> [WHAT TO WORK ON]: Once you reach the line containing "applied by the compositor" in the data below, restate each line word for word up to and including the one containing "impl Default for BrightnessConfig".

┌─ DATA EXTRACTS

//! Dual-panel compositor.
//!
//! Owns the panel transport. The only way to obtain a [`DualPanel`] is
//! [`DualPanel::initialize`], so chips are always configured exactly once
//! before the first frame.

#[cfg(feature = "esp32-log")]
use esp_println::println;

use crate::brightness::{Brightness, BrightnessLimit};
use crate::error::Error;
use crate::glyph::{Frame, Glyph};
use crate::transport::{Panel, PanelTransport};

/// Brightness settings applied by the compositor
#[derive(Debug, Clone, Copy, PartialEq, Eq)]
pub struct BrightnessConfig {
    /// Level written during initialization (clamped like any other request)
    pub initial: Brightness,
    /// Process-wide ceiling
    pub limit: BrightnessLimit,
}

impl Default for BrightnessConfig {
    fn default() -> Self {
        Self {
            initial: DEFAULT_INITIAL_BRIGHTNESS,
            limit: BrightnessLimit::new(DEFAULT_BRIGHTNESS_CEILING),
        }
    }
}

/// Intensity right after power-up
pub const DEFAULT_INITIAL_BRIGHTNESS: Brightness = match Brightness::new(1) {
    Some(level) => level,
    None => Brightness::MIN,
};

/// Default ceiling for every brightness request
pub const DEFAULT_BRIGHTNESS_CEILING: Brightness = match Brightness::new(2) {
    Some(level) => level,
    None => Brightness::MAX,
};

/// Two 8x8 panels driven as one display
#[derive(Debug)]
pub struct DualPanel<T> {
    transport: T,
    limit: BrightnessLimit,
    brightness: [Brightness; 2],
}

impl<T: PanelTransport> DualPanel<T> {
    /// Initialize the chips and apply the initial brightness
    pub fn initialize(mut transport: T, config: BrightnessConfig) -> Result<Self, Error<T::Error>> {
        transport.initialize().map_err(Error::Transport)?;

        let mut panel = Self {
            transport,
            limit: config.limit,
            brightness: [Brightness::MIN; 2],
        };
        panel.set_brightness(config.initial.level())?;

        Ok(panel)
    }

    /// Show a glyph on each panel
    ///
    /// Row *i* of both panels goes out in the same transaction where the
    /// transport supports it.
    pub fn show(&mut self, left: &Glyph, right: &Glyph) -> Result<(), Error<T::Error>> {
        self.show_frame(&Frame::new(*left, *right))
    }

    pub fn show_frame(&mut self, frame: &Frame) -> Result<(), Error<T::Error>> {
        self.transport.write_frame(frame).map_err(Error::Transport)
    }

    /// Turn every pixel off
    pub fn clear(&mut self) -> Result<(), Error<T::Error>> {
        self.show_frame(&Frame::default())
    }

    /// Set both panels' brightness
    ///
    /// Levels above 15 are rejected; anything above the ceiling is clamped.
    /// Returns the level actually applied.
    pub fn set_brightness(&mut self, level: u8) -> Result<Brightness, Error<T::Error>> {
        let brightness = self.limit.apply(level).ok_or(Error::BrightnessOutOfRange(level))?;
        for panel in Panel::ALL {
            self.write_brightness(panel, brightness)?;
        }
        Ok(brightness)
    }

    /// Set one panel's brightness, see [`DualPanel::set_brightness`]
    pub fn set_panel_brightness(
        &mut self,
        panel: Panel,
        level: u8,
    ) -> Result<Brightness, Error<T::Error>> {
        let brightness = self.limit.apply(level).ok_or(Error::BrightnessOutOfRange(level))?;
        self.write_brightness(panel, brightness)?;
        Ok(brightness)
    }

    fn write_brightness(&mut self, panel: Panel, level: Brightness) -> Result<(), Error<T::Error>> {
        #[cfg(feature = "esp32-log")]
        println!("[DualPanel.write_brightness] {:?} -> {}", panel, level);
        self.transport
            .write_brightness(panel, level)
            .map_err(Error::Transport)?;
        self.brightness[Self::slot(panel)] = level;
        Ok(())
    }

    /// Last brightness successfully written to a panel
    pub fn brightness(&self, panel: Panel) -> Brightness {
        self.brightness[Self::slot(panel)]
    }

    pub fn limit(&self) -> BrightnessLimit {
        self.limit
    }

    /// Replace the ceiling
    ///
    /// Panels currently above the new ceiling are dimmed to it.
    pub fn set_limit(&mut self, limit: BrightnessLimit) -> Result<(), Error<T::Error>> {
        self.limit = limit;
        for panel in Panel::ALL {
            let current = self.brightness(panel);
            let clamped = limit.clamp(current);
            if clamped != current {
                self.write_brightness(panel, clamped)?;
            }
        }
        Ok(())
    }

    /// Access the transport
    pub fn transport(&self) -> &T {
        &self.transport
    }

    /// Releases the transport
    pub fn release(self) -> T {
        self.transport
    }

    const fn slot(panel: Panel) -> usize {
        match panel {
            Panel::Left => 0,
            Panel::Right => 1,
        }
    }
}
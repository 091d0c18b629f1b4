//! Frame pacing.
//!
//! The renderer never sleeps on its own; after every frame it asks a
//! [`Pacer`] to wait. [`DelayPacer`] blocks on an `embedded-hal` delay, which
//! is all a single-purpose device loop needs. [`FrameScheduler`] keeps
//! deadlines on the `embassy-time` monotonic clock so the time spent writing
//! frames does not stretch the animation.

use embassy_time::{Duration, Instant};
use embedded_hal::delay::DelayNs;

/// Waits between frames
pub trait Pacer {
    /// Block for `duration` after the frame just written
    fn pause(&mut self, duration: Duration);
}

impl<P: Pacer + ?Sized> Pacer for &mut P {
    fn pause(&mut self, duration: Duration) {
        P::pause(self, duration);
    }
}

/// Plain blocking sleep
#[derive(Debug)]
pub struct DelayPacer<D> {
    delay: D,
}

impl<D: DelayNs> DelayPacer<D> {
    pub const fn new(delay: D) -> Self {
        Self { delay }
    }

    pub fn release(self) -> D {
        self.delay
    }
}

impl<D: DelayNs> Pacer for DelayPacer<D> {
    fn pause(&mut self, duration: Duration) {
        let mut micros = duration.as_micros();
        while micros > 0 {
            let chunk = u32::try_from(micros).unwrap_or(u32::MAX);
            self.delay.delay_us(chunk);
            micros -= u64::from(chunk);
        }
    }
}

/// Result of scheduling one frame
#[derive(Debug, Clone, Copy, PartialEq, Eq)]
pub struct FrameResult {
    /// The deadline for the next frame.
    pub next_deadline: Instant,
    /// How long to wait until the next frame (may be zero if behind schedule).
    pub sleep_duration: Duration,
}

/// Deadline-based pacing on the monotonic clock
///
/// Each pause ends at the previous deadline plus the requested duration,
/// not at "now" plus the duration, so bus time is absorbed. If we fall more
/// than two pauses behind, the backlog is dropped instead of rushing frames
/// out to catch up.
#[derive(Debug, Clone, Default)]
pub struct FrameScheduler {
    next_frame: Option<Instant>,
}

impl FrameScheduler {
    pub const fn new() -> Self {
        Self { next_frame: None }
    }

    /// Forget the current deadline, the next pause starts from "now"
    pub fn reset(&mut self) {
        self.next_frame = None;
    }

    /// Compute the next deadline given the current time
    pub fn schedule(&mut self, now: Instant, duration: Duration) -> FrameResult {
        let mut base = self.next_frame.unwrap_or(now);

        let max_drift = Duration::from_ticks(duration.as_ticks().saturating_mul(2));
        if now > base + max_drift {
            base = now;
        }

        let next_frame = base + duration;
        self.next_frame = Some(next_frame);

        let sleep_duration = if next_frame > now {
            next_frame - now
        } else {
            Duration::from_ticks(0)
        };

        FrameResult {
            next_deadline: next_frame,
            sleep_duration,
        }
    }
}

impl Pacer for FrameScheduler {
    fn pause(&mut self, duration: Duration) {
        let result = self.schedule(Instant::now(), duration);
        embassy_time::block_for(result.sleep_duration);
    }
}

└─
┌─ DATA EXTRACTS

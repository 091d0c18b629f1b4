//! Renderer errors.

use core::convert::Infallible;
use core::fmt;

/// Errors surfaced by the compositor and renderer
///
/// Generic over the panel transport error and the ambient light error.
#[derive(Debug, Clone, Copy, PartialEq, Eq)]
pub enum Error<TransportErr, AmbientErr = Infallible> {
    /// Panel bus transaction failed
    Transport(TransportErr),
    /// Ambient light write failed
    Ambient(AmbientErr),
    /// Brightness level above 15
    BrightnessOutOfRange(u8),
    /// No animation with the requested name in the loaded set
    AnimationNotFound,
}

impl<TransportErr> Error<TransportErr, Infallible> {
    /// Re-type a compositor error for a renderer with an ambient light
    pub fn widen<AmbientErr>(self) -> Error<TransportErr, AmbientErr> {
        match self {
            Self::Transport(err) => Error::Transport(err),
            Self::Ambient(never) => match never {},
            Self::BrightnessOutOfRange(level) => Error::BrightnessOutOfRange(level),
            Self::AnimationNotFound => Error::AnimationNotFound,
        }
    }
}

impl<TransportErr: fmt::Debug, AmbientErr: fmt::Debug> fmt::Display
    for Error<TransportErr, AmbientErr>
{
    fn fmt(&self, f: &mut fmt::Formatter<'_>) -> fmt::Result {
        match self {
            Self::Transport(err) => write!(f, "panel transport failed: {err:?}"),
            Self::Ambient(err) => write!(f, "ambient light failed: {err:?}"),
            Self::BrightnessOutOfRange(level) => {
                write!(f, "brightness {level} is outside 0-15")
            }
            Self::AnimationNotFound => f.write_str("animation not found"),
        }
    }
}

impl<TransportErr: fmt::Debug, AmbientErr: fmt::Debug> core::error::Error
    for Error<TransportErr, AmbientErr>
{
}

└─
┌─ DATA EXTRACTS

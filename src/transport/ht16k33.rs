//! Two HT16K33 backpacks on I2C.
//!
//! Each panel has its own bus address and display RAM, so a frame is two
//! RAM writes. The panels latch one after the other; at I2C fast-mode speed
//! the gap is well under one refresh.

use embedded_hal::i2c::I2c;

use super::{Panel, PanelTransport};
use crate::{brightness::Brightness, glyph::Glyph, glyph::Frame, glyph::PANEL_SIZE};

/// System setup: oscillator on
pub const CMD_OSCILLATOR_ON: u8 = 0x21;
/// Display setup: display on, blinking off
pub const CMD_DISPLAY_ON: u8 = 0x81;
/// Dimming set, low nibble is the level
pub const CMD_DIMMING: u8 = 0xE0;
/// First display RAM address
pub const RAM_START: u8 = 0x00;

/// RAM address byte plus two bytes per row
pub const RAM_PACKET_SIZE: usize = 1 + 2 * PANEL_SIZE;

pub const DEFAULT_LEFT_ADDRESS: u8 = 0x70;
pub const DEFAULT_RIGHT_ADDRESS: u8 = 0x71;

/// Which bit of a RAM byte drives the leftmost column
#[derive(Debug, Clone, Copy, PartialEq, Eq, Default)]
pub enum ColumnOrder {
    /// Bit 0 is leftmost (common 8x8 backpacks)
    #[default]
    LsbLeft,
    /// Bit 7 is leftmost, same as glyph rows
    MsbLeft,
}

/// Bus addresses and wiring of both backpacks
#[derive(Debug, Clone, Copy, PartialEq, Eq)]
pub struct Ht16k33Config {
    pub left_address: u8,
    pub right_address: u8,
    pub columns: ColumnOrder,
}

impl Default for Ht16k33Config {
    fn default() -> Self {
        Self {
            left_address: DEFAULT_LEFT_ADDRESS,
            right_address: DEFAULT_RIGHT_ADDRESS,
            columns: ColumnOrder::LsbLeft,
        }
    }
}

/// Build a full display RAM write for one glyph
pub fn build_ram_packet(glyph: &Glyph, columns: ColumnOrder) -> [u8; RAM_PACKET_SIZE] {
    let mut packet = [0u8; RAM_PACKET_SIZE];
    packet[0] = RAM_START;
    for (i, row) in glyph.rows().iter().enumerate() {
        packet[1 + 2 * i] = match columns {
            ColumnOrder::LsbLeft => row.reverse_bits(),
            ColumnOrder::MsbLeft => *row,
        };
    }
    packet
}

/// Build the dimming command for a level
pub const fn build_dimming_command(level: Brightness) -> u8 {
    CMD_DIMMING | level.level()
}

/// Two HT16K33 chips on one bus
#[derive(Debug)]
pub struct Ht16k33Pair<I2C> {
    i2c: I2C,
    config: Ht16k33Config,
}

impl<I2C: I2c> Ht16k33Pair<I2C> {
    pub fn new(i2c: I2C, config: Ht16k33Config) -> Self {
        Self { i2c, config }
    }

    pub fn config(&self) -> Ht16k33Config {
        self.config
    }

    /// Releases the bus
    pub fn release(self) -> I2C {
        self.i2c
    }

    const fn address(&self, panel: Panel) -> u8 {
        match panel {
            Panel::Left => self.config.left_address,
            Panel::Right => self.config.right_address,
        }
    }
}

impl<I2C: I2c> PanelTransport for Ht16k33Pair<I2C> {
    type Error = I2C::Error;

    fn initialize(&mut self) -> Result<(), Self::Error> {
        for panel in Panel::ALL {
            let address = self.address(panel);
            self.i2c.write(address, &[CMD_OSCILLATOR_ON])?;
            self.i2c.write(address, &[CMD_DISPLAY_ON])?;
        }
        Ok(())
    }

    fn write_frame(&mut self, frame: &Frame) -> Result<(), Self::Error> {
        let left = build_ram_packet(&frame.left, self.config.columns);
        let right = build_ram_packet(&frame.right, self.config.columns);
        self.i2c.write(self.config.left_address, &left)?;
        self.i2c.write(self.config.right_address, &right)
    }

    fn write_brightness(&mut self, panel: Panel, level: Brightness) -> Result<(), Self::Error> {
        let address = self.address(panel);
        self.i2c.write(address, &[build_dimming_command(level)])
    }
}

└─

> [ANSWER AREA]:
/// Brightness settings applied by the compositor
#[derive(Debug, Clone, Copy, PartialEq, Eq)]
pub struct BrightnessConfig {
    /// Level written during initialization (clamped like any other request)
    pub initial: Brightness,
    /// Process-wide ceiling
    pub limit: BrightnessLimit,
}

impl Default for BrightnessConfig {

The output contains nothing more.